New peer-reviewed research recently published in the Journal of Toxicology Mechanisms and Methods shows that smokers who completely substitute conventional cigarettes with commercial e-cigarettes experience dramatic reductions in exposure to harmful chemicals that are thought to contribute to tobacco-related diseases, not that dissimilar to complete smoking cessation.
The clinical findings measured the changes in 15 biomarkers of exposure to harmful and potentially harmful constituents (HPHCs) – reported by FDA to be significant contributors to smoking-associated disease risks, including carbon monoxide, aldehydes, and tobacco-specific nitrosamines – in the urine, blood, and exhaled breath of 105 adult smokers during a five-day controlled trial.
“To provide comparative information for this study, we split participants into three groups,” explained Dr. Grant O’Connell, vice president of corporate and regulatory affairs of Fontem Ventures, an e-cigarette company based in the Netherlands. “Importantly, we requested the first group abstain from tobacco and vaping entirely to give us a benchmark for the maximum achievable exposure reductions. The second group used e-cigarettes exclusively and the third used both e-cigarettes and their usual brand of tobacco cigarettes. Encouragingly, in eight out of the nine urinary biomarkers we studied, the reductions in levels of HPHCs following exclusive use of e-cigarettes were almost indistinguishable from reductions in smokers who stopped altogether during the same time. The obvious exception was nicotine.”
In the blood of both e-cigarette users and smokers who quit, levels of carbon monoxide were reduced by over 75%. Levels of volatile organic compounds such as acrolein, benzene, and 1-3-butadiene were reduced by over 80% in both groups. Similarly, levels of tobacco-specific nitrosamines were reduced by 66-98% in the cessation group, and 62-93% in the e-cigarette group.

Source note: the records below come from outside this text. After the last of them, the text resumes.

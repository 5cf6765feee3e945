/// Stored path normalization
///
/// Rows hold public references such as `/uploads/videos/video_1.mp4`. Older
/// rows may carry an absolute filesystem prefix or Windows separators
/// (`C:\app\uploads\videos\video_1.mp4`). Everything up to and including the
/// first `uploads` segment is stripped; what remains must stay inside the
/// storage root.
use crate::config::STORAGE_ROOT_SEGMENT;
use crate::error::{WorkError, WorkResult};

/// Reduce a stored reference to a path relative to the storage root
pub fn normalize(stored: &str) -> WorkResult<String> {
    let unified = stored.trim().replace('\\', "/");
    let segments: Vec<&str> = unified.split('/').collect();

    let root = segments
        .iter()
        .position(|s| *s == STORAGE_ROOT_SEGMENT)
        .ok_or_else(|| {
            WorkError::FileOperation(format!("Path is outside the storage root: {}", stored))
        })?;

    let mut relative = Vec::new();
    for segment in &segments[root + 1..] {
        match *segment {
            "" | "." => continue,
            ".." => {
                return Err(WorkError::FileOperation(format!(
                    "Path escapes the storage root: {}",
                    stored
                )))
            }
            s if s.contains(':') => {
                return Err(WorkError::FileOperation(format!(
                    "Malformed path segment in {}",
                    stored
                )))
            }
            s => relative.push(s),
        }
    }

    if relative.is_empty() {
        return Err(WorkError::FileOperation(format!(
            "Path does not name a file: {}",
            stored
        )));
    }

    Ok(relative.join("/"))
}

/// Public reference stored in rows for a relative path
pub fn public_path(relative: &str) -> String {
    format!("/{}/{}", STORAGE_ROOT_SEGMENT, relative.trim_start_matches('/'))
}

#[cfg(test)]
mod tests {
    use super::*;

    #[test]
    fn test_public_path_round_trip() {
        let relative = normalize("/uploads/videos/video_1.mp4").unwrap();
        assert_eq!(relative, "videos/video_1.mp4");
        assert_eq!(public_path(&relative), "/uploads/videos/video_1.mp4");
    }

    #[test]
    fn test_windows_and_absolute_prefixes_are_stripped() {
        assert_eq!(
            normalize("C:\\app\\uploads\\targets\\target_1.mind").unwrap(),
            "targets/target_1.mind"
        );
        assert_eq!(
            normalize("/srv/www/app/uploads/images/image_1.png").unwrap(),
            "images/image_1.png"
        );
        assert_eq!(normalize("uploads/images/a.png").unwrap(), "images/a.png");
    }

    #[test]
    fn test_paths_outside_root_rejected() {
        assert!(normalize("/etc/passwd").is_err());
        assert!(normalize("/uploadsx/a.png").is_err());
        assert!(normalize("").is_err());
    }

    #[test]
    fn test_traversal_rejected() {
        assert!(normalize("/uploads/../secrets.txt").is_err());
        assert!(normalize("/uploads/images/../../etc/passwd").is_err());
        assert!(normalize("/uploads/").is_err());
    }

    #[test]
    fn test_redundant_separators_collapse() {
        assert_eq!(normalize("/uploads//images/./a.png").unwrap(), "images/a.png");
    }
}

“Interestingly, when it came to the dual use group who halved their self-reported daily cigarette consumption of tobacco cigarettes by using e-cigarettes, we also saw reductions in exposure to HPHCs that were broadly proportional to the reduction in number of cigarettes smoked,” said O’Connell. “The findings support earlier research conducted by Fontem Ventures which showed that e-cigarette vapor is over 95% less toxic than smoke from a cigarette, contains over 95% less HPHCs, and does not negatively impact indoor air quality, unlike conventional cigarette smoke.”
“These latest findings are encouraging in that they support the results of other third party studies, which conclude that e-cigarettes offer smokers a less harmful alternative to tobacco,” said Marc Michelsen, senior vice president of corporate affairs and communications at Fontem.